### Provided information ###

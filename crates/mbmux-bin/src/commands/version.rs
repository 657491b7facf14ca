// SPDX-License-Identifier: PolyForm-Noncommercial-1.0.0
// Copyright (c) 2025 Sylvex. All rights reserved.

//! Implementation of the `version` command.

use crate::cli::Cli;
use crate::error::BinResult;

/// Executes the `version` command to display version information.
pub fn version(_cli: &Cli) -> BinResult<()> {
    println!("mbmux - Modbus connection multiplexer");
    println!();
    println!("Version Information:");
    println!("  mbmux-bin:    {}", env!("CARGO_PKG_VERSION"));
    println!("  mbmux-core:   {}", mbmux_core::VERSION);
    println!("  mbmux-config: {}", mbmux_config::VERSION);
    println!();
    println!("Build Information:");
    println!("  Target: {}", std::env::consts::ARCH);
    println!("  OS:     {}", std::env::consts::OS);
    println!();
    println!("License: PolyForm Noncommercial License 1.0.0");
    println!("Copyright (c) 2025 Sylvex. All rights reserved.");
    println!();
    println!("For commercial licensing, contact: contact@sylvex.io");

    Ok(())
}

###

Action item. Copy all the lines from the data above that hold the word "BinResult".

Finished task.
use crate::error::BinResult;
pub fn version(_cli: &Cli) -> BinResult<()> {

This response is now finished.